Given data:

··········

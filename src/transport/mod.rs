pub mod memory;
pub mod messages;
pub mod ws;

pub use memory::{MemoryConnector, MemoryTransport, OutboundFrame, ServiceHandle};
pub use messages::{ClientMessage, ServerMessage};
pub use ws::{WsConnector, WsTransport};

use crate::audio::AudioChunk;
use crate::error::TransportError;

/// Client side of the realtime STT connection.
///
/// One transport is one connection attempt; reconnecting means building a
/// fresh transport through the connector. Methods take `&self` so the
/// outbound and inbound flows can share one handle from separate tasks;
/// implementations serialize internally.
#[async_trait::async_trait]
pub trait SttTransport: Send + Sync {
    /// Send one chunk of audio to the service.
    async fn send_audio(&self, chunk: &AudioChunk) -> Result<(), TransportError>;

    /// Ask the service to finalize the in-progress segment so its
    /// subsequent events target the next one.
    async fn signal_commit(&self) -> Result<(), TransportError>;

    /// Next inbound message. `Ok(None)` means the service closed the
    /// stream cleanly.
    async fn next_event(&self) -> Result<Option<ServerMessage>, TransportError>;

    /// Close the connection. Idempotent.
    async fn close(&self) -> Result<(), TransportError>;
}

/// Builds one transport per connection attempt.
///
/// The session calls this once at start and again on each reconnect
/// attempt, up to its configured cap.
#[async_trait::async_trait]
pub trait SttConnector: Send + Sync {
    async fn connect(&self) -> Result<Box<dyn SttTransport>, TransportError>;
}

··········

What is being asked: Work out how many lines of the data above contain the string "crate" and give the number alone.

Your solution: 2